Key challenges include: 80% of raw materials are imported. Tariffs on raw materials are often higher than finished imported products, 250% tariff on inputs of a burette infusion set vs 10% on the finished item. Unauthorised inflow of cheap, low-quality equipment due to lack of regulatory enforcement constitutes another challenge.
He proposed VAT exemption for 10–15 years, tariff correction, restrictions on importing items already made locally, and strong regulatory control to prevent unauthentic products.
He said that Bangladesh's pharmaceutical market, worth $4 billion, remains vulnerable because API imports dominate.
"We made the API policy only in 2018. China and India heavily supported API development – we must do the same," he said. Without self-sufficient API capacity and strong academic-industry collaboration, LDC graduation will pose severe risks.
Gazi AKM Fazlul Haque, Director General of Research and Policy at the Bangladesh Investment Development Authority (Bida), said that Bida has taken the initiative to formulate a policy for medical equipment. A draft policy will be prepared and submitted to the Ministry of Health.
He added that to tackle the challenges of LDC graduation, pharmaceutical companies must prioritise API production, registration of new products, and investment in research.

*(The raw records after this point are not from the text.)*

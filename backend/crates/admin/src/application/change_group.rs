//! Change group use case

use std::sync::Arc;

use account::domain::entity::AuthenticatedUser;
use account::domain::value_object::UserGroupId;

use crate::application::parse_public_id;
use crate::domain::entities::ManagedUser;
use crate::domain::policy::ensure_administrator;
use crate::domain::repository::UserAdminRepository;
use crate::error::{AdminError, AdminResult};

pub const USER_GROUP_UPDATED: &str = "User group updated successfully";

#[derive(Debug, Default)]
pub struct ChangeGroupInput {
    /// Public id of the target user
    pub user_id: String,
    pub user_group_id: String,
}

pub struct ChangeGroupUseCase<A>
where
    A: UserAdminRepository,
{
    repo: Arc<A>,
}

impl<A> ChangeGroupUseCase<A>
where
    A: UserAdminRepository,
{
    pub fn new(repo: Arc<A>) -> Self {
        Self { repo }
    }

    pub async fn execute(
        &self,
        viewer: &AuthenticatedUser,
        input: ChangeGroupInput,
    ) -> AdminResult<ManagedUser> {
        ensure_administrator(viewer)?;

        let public_id = parse_public_id(&input.user_id)?;
        let group_id: UserGroupId = input
            .user_group_id
            .parse()
            .map_err(|_| AdminError::GroupNotFound)?;

        let mut target = self
            .repo
            .find_user(&public_id)
            .await?
            .ok_or(AdminError::UserNotFound)?;
        let group = self
            .repo
            .find_group(group_id)
            .await?
            .ok_or(AdminError::GroupNotFound)?;

        if target.group.id == group.id {
            return Ok(target);
        }

        self.repo.change_group(&target, &group).await?;

        tracing::info!(
            actor = %viewer.user.user_id,
            user_id = %target.user_id,
            from = %target.group.id,
            to = %group.id,
            "User group changed"
        );

        target.group = group;
        Ok(target)
    }
}
//! PostgreSQL Repository Implementation

use account::domain::value_object::{PublicId, UserGroupId, UserId};
use chrono::{DateTime, Utc};
use kernel::row_state::RowState;
use sqlx::PgPool;
use uuid::Uuid;

use crate::domain::entities::{GroupSummary, ManagedUser};
use crate::domain::policy::check_group_change;
use crate::domain::repository::UserAdminRepository;
use crate::error::{AdminError, AdminResult};

const ACTIVE: i16 = RowState::Active.flag();
const DELETED: i16 = RowState::Deleted.flag();

/// Tables whose rows belong to a user and go with them
const OWNED_TABLES: [&str; 5] = [
    "sessions",
    "user_details",
    "password_reset_tokens",
    "email_verification_tokens",
    "two_factor_tokens",
];

const MANAGED_USER_SELECT: &str = r#"
    SELECT
        u.user_id,
        u.public_id,
        u.user_name,
        u.email,
        u.created_at,
        g.user_group_id,
        g.name AS group_name,
        g.display_name AS group_display_name
    FROM users u
    JOIN user_groups g ON g.user_group_id = u.user_group_id
"#;

/// PostgreSQL-backed user management repository
#[derive(Clone)]
pub struct PgAdminRepository {
    pool: PgPool,
}

impl PgAdminRepository {
    pub fn new(pool: PgPool) -> Self {
        Self { pool }
    }
}

impl UserAdminRepository for PgAdminRepository {
    async fn list_users(&self) -> AdminResult<Vec<ManagedUser>> {
        let rows = sqlx::query_as::<_, ManagedUserRow>(&format!(
            "{MANAGED_USER_SELECT} WHERE u.is_deleted = $1 ORDER BY u.created_at, u.user_name"
        ))
        .bind(ACTIVE)
        .fetch_all(&self.pool)
        .await?;

        rows.into_iter().map(ManagedUserRow::into_managed_user).collect()
    }

    async fn list_groups(&self) -> AdminResult<Vec<GroupSummary>> {
        let rows = sqlx::query_as::<_, GroupRow>(
            r#"
            SELECT user_group_id, name, display_name
            FROM user_groups
            WHERE is_deleted = $1
            ORDER BY user_group_id
            "#,
        )
        .bind(ACTIVE)
        .fetch_all(&self.pool)
        .await?;

        Ok(rows.into_iter().map(GroupRow::into_summary).collect())
    }

    async fn find_user(&self, public_id: &PublicId) -> AdminResult<Option<ManagedUser>> {
        let row = sqlx::query_as::<_, ManagedUserRow>(&format!(
            "{MANAGED_USER_SELECT} WHERE u.public_id = $1 AND u.is_deleted = $2"
        ))
        .bind(public_id.as_str())
        .bind(ACTIVE)
        .fetch_optional(&self.pool)
        .await?;

        row.map(ManagedUserRow::into_managed_user).transpose()
    }

    async fn find_user_by_name(&self, canonical: &str) -> AdminResult<Option<ManagedUser>> {
        let row = sqlx::query_as::<_, ManagedUserRow>(&format!(
            "{MANAGED_USER_SELECT} WHERE u.user_name_canonical = $1 AND u.is_deleted = $2"
        ))
        .bind(canonical)
        .bind(ACTIVE)
        .fetch_optional(&self.pool)
        .await?;

        row.map(ManagedUserRow::into_managed_user).transpose()
    }

    async fn find_group(&self, id: UserGroupId) -> AdminResult<Option<GroupSummary>> {
        let row = sqlx::query_as::<_, GroupRow>(
            r#"
            SELECT user_group_id, name, display_name
            FROM user_groups
            WHERE user_group_id = $1 AND is_deleted = $2
            "#,
        )
        .bind(id.value())
        .bind(ACTIVE)
        .fetch_optional(&self.pool)
        .await?;

        Ok(row.map(GroupRow::into_summary))
    }

    async fn change_group(&self, target: &ManagedUser, group: &GroupSummary) -> AdminResult<()> {
        let mut transaction = self.pool.begin().await?;

        // Serializes changes that leave the same group
        sqlx::query("SELECT user_group_id FROM user_groups WHERE user_group_id = $1 FOR UPDATE")
            .bind(target.group.id.value())
            .fetch_optional(&mut *transaction)
            .await?;

        let members = sqlx::query_scalar::<_, i64>(
            r#"
            SELECT COUNT(*)
            FROM users
            WHERE user_group_id = $1 AND is_deleted = $2
            "#,
        )
        .bind(target.group.id.value())
        .bind(ACTIVE)
        .fetch_one(&mut *transaction)
        .await?;

        check_group_change(target, group, members)?;

        let result = sqlx::query(
            r#"
            UPDATE users
            SET user_group_id = $1, updated_at = $2
            WHERE user_id = $3 AND is_deleted = $4
            "#,
        )
        .bind(group.id.value())
        .bind(Utc::now())
        .bind(target.user_id.as_uuid())
        .bind(ACTIVE)
        .execute(&mut *transaction)
        .await?;

        if result.rows_affected() == 0 {
            return Err(AdminError::UserNotFound);
        }

        transaction.commit().await?;
        Ok(())
    }

    async fn soft_delete_user(&self, user_id: &UserId) -> AdminResult<()> {
        let now = Utc::now();
        let mut transaction = self.pool.begin().await?;

        let result = sqlx::query(
            r#"
            UPDATE users
            SET is_deleted = $1, updated_at = $2
            WHERE user_id = $3 AND is_deleted = $4
            "#,
        )
        .bind(DELETED)
        .bind(now)
        .bind(user_id.as_uuid())
        .bind(ACTIVE)
        .execute(&mut *transaction)
        .await?;

        if result.rows_affected() == 0 {
            return Err(AdminError::UserNotFound);
        }

        for table in OWNED_TABLES {
            sqlx::query(&format!(
                "UPDATE {table} SET is_deleted = $1, updated_at = $2 \
                 WHERE user_id = $3 AND is_deleted = $4"
            ))
            .bind(DELETED)
            .bind(now)
            .bind(user_id.as_uuid())
            .bind(ACTIVE)
            .execute(&mut *transaction)
            .await?;
        }

        transaction.commit().await?;
        Ok(())
    }
}

// ============================================================================
// Row types
// ============================================================================

#[derive(sqlx::FromRow)]
struct ManagedUserRow {
    user_id: Uuid,
    public_id: String,
    user_name: String,
    email: Option<String>,
    created_at: DateTime<Utc>,
    user_group_id: i16,
    group_name: String,
    group_display_name: String,
}

impl ManagedUserRow {
    fn into_managed_user(self) -> AdminResult<ManagedUser> {
        let public_id = PublicId::parse_str(&self.public_id)
            .map_err(|e| AdminError::Internal(format!("Invalid public_id: {}", e)))?;

        Ok(ManagedUser {
            user_id: UserId::from_uuid(self.user_id),
            public_id,
            user_name: self.user_name,
            email: self.email,
            group: GroupSummary {
                id: UserGroupId::new(self.user_group_id),
                name: self.group_name,
                display_name: self.group_display_name,
            },
            created_at: self.created_at,
        })
    }
}

#[derive(sqlx::FromRow)]
struct GroupRow {
    user_group_id: i16,
    name: String,
    display_name: String,
}

impl GroupRow {
    fn into_summary(self) -> GroupSummary {
        GroupSummary {
            id: UserGroupId::new(self.user_group_id),
            name: self.name,
            display_name: self.display_name,
        }
    }
}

Health Secretary Saidur Rahman acknowledged that complicated licensing processes have left many institutions outside regulatory oversight.
"We will try to simplify renewal to a three-year cycle, but we will not compromise on quality," he said.
He noted severe gaps in diagnostic services, urban primary healthcare, workforce shortages, and weak emergency care. Public–private partnership (PPP) models could help fill these structural gaps, he added.
Universal Medical College Chairman Priti Chakraborty emphasised that high treatment costs continue to push families into poverty, calling health insurance a key tool for financial protection.